> Data provided
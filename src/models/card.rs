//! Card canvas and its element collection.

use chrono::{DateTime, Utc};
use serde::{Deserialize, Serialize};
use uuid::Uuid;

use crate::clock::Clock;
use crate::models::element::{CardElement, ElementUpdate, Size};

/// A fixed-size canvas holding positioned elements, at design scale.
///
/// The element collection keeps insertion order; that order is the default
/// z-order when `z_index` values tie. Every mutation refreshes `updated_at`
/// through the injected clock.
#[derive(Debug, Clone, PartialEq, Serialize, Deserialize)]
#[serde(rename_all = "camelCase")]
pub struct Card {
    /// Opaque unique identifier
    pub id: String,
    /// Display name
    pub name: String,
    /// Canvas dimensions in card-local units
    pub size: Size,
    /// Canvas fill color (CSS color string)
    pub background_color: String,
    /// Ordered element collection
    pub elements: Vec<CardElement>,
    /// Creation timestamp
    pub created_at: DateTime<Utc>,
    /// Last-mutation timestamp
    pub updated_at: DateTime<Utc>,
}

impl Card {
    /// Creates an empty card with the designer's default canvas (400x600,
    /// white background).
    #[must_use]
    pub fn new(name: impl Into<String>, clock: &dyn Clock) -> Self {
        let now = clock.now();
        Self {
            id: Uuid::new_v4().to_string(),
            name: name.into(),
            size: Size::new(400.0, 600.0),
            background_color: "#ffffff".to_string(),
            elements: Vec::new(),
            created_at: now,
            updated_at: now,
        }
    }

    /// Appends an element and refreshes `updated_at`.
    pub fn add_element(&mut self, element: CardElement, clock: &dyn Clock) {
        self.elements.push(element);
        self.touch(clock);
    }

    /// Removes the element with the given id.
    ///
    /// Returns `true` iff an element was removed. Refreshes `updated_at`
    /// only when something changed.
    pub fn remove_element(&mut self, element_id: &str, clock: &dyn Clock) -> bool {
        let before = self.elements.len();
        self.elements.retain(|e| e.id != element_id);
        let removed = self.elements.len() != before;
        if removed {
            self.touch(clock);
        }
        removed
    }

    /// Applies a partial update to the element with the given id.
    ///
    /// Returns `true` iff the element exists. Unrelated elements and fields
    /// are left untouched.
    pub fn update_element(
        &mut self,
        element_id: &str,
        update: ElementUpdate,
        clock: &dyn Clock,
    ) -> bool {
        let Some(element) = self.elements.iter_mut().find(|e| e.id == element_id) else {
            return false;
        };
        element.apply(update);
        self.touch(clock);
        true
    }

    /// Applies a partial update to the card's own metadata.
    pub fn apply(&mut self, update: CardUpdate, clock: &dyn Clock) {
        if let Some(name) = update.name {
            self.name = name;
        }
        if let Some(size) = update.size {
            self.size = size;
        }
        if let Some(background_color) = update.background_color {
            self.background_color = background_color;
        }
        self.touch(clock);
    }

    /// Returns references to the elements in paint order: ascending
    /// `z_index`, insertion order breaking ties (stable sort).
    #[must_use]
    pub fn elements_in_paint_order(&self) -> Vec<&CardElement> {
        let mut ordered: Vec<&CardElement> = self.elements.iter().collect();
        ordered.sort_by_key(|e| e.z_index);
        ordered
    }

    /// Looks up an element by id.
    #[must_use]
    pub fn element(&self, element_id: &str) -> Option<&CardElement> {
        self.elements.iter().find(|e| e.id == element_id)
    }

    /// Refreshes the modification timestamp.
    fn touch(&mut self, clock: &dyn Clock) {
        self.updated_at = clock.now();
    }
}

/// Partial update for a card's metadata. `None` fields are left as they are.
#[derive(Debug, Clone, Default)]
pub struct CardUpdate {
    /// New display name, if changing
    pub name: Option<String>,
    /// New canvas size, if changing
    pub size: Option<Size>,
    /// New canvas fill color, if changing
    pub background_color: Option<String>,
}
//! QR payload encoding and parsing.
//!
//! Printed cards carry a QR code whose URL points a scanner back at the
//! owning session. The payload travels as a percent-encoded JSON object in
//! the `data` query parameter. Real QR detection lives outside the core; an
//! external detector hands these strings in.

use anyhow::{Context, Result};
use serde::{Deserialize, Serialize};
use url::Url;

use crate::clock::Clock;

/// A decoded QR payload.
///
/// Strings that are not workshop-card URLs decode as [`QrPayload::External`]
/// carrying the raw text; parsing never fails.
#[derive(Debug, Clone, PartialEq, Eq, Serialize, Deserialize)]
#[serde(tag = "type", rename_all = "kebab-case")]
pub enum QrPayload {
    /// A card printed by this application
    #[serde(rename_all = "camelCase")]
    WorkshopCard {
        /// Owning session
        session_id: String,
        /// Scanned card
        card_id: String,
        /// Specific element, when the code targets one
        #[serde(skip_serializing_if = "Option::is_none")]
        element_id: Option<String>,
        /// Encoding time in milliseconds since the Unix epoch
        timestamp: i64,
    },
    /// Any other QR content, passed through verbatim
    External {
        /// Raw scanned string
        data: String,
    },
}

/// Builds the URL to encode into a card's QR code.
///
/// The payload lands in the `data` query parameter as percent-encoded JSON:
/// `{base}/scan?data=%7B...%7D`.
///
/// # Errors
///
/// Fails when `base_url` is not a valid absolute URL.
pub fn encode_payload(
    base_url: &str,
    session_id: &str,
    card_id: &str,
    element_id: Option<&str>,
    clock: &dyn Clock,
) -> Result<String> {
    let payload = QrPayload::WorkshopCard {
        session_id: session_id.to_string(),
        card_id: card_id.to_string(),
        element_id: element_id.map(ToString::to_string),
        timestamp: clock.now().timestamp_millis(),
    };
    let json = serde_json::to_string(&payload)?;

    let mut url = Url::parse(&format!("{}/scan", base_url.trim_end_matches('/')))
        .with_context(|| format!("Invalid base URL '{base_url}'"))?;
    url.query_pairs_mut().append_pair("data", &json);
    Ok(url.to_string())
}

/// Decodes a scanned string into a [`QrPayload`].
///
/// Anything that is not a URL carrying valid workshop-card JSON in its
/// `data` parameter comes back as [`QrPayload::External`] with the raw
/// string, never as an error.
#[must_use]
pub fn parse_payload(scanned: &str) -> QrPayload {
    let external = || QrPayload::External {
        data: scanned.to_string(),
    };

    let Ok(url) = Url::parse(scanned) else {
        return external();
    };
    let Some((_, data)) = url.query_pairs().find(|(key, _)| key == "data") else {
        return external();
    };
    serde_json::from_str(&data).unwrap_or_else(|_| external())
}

> Directions for this task
Reproduce each of the records word for word.

> Output for this task
filename src/models/card.rs
//! Card canvas and its element collection.

use chrono::{DateTime, Utc};
use serde::{Deserialize, Serialize};
use uuid::Uuid;

use crate::clock::Clock;
use crate::models::element::{CardElement, ElementUpdate, Size};

/// A fixed-size canvas holding positioned elements, at design scale.
///
/// The element collection keeps insertion order; that order is the default
/// z-order when `z_index` values tie. Every mutation refreshes `updated_at`
/// through the injected clock.
#[derive(Debug, Clone, PartialEq, Serialize, Deserialize)]
#[serde(rename_all = "camelCase")]
pub struct Card {
    /// Opaque unique identifier
    pub id: String,
    /// Display name
    pub name: String,
    /// Canvas dimensions in card-local units
    pub size: Size,
    /// Canvas fill color (CSS color string)
    pub background_color: String,
    /// Ordered element collection
    pub elements: Vec<CardElement>,
    /// Creation timestamp
    pub created_at: DateTime<Utc>,
    /// Last-mutation timestamp
    pub updated_at: DateTime<Utc>,
}

impl Card {
    /// Creates an empty card with the designer's default canvas (400x600,
    /// white background).
    #[must_use]
    pub fn new(name: impl Into<String>, clock: &dyn Clock) -> Self {
        let now = clock.now();
        Self {
            id: Uuid::new_v4().to_string(),
            name: name.into(),
            size: Size::new(400.0, 600.0),
            background_color: "#ffffff".to_string(),
            elements: Vec::new(),
            created_at: now,
            updated_at: now,
        }
    }

    /// Appends an element and refreshes `updated_at`.
    pub fn add_element(&mut self, element: CardElement, clock: &dyn Clock) {
        self.elements.push(element);
        self.touch(clock);
    }

    /// Removes the element with the given id.
    ///
    /// Returns `true` iff an element was removed. Refreshes `updated_at`
    /// only when something changed.
    pub fn remove_element(&mut self, element_id: &str, clock: &dyn Clock) -> bool {
        let before = self.elements.len();
        self.elements.retain(|e| e.id != element_id);
        let removed = self.elements.len() != before;
        if removed {
            self.touch(clock);
        }
        removed
    }

    /// Applies a partial update to the element with the given id.
    ///
    /// Returns `true` iff the element exists. Unrelated elements and fields
    /// are left untouched.
    pub fn update_element(
        &mut self,
        element_id: &str,
        update: ElementUpdate,
        clock: &dyn Clock,
    ) -> bool {
        let Some(element) = self.elements.iter_mut().find(|e| e.id == element_id) else {
            return false;
        };
        element.apply(update);
        self.touch(clock);
        true
    }

    /// Applies a partial update to the card's own metadata.
    pub fn apply(&mut self, update: CardUpdate, clock: &dyn Clock) {
        if let Some(name) = update.name {
            self.name = name;
        }
        if let Some(size) = update.size {
            self.size = size;
        }
        if let Some(background_color) = update.background_color {
            self.background_color = background_color;
        }
        self.touch(clock);
    }

    /// Returns references to the elements in paint order: ascending
    /// `z_index`, insertion order breaking ties (stable sort).
    #[must_use]
    pub fn elements_in_paint_order(&self) -> Vec<&CardElement> {
        let mut ordered: Vec<&CardElement> = self.elements.iter().collect();
        ordered.sort_by_key(|e| e.z_index);
        ordered
    }

    /// Looks up an element by id.
    #[must_use]
    pub fn element(&self, element_id: &str) -> Option<&CardElement> {
        self.elements.iter().find(|e| e.id == element_id)
    }

    /// Refreshes the modification timestamp.
    fn touch(&mut self, clock: &dyn Clock) {
        self.updated_at = clock.now();
    }
}

/// Partial update for a card's metadata. `None` fields are left as they are.
#[derive(Debug, Clone, Default)]
pub struct CardUpdate {
    /// New display name, if changing
    pub name: Option<String>,
    /// New canvas size, if changing
    pub size: Option<Size>,
    /// New canvas fill color, if changing
    pub background_color: Option<String>,
}
//! QR payload encoding and parsing.
//!
//! Printed cards carry a QR code whose URL points a scanner back at the
//! owning session. The payload travels as a percent-encoded JSON object in
//! the `data` query parameter. Real QR detection lives outside the core; an
//! external detector hands these strings in.

use anyhow::{Context, Result};
use serde::{Deserialize, Serialize};
use url::Url;

use crate::clock::Clock;

/// A decoded QR payload.
///
/// Strings that are not workshop-card URLs decode as [`QrPayload::External`]
/// carrying the raw text; parsing never fails.
#[derive(Debug, Clone, PartialEq, Eq, Serialize, Deserialize)]
#[serde(tag = "type", rename_all = "kebab-case")]
pub enum QrPayload {
    /// A card printed by this application
    #[serde(rename_all = "camelCase")]
    WorkshopCard {
        /// Owning session
        session_id: String,
        /// Scanned card
        card_id: String,
        /// Specific element, when the code targets one
        #[serde(skip_serializing_if = "Option::is_none")]
        element_id: Option<String>,
        /// Encoding time in milliseconds since the Unix epoch
        timestamp: i64,
    },
    /// Any other QR content, passed through verbatim
    External {
        /// Raw scanned string
        data: String,
    },
}

/// Builds the URL to encode into a card's QR code.
///
/// The payload lands in the `data` query parameter as percent-encoded JSON:
/// `{base}/scan?data=%7B...%7D`.
///
/// # Errors
///
/// Fails when `base_url` is not a valid absolute URL.
pub fn encode_payload(
    base_url: &str,
    session_id: &str,
    card_id: &str,
    element_id: Option<&str>,
    clock: &dyn Clock,
) -> Result<String> {
    let payload = QrPayload::WorkshopCard {
        session_id: session_id.to_string(),
        card_id: card_id.to_string(),
        element_id: element_id.map(ToString::to_string),
        timestamp: clock.now().timestamp_millis(),
    };
    let json = serde_json::to_string(&payload)?;

    let mut url = Url::parse(&format!("{}/scan", base_url.trim_end_matches('/')))
        .with_context(|| format!("Invalid base URL '{base_url}'"))?;
    url.query_pairs_mut().append_pair("data", &json);
    Ok(url.to_string())
}

/// Decodes a scanned string into a [`QrPayload`].
///
/// Anything that is not a URL carrying valid workshop-card JSON in its
/// `data` parameter comes back as [`QrPayload::External`] with the raw
/// string, never as an error.
#[must_use]
pub fn parse_payload(scanned: &str) -> QrPayload {
    let external = || QrPayload::External {
        data: scanned.to_string(),
    };

    let Ok(url) = Url::parse(scanned) else {
        return external();
    };
    let Some((_, data)) = url.query_pairs().find(|(key, _)| key == "data") else {
        return external();
    };
    serde_json::from_str(&data).unwrap_or_else(|_| external())
}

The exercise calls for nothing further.